Data excerpts
★ ★ ★ ★ ★ ★ ★

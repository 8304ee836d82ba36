//! Bulk write client trait definition.
//!
//! This module defines the abstract interface of the document store as seen by
//! the destination: a liveness check and a bulk write.

use async_trait::async_trait;

use crate::errors::SearchError;
use crate::types::{BulkItem, BulkResponse};

/// Abstract interface for the document store.
///
/// Implementations can be swapped for different backends (OpenSearch, in-memory
/// mocks, etc.) enabling easy testing.
///
/// # Thread Safety
///
/// All implementations must be `Send + Sync` so the client handle can be shared
/// by every bulk indexer worker.
#[async_trait]
pub trait BulkWriteClient: Send + Sync {
    /// Check that the store is reachable.
    ///
    /// # Returns
    ///
    /// * `Ok(())` - If the store answered the ping
    /// * `Err(SearchError)` - If no node could be reached
    async fn ping(&self) -> Result<(), SearchError>;

    /// Submit a batch of items in a single bulk request.
    ///
    /// A successful return only means the request was accepted; individual
    /// items may still have been rejected and are reported in the response.
    ///
    /// # Arguments
    ///
    /// * `items` - The documents to write
    ///
    /// # Returns
    ///
    /// * `Ok(BulkResponse)` - Per-item outcomes
    /// * `Err(SearchError)` - If the request as a whole failed
    async fn bulk(&self, items: &[BulkItem]) -> Result<BulkResponse, SearchError>;
}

★ ★ ★ ★ ★ ★ ★

→ **Task**: Restate each line of the records above without any deviation.

→ **Answer to this task**:
repository 8304ee836d82ba36
//! Bulk write client trait definition.
//!
//! This module defines the abstract interface of the document store as seen by
//! the destination: a liveness check and a bulk write.

use async_trait::async_trait;

use crate::errors::SearchError;
use crate::types::{BulkItem, BulkResponse};

/// Abstract interface for the document store.
///
/// Implementations can be swapped for different backends (OpenSearch, in-memory
/// mocks, etc.) enabling easy testing.
///
/// # Thread Safety
///
/// All implementations must be `Send + Sync` so the client handle can be shared
/// by every bulk indexer worker.
#[async_trait]
pub trait BulkWriteClient: Send + Sync {
    /// Check that the store is reachable.
    ///
    /// # Returns
    ///
    /// * `Ok(())` - If the store answered the ping
    /// * `Err(SearchError)` - If no node could be reached
    async fn ping(&self) -> Result<(), SearchError>;

    /// Submit a batch of items in a single bulk request.
    ///
    /// A successful return only means the request was accepted; individual
    /// items may still have been rejected and are reported in the response.
    ///
    /// # Arguments
    ///
    /// * `items` - The documents to write
    ///
    /// # Returns
    ///
    /// * `Ok(BulkResponse)` - Per-item outcomes
    /// * `Err(SearchError)` - If the request as a whole failed
    async fn bulk(&self, items: &[BulkItem]) -> Result<BulkResponse, SearchError>;
}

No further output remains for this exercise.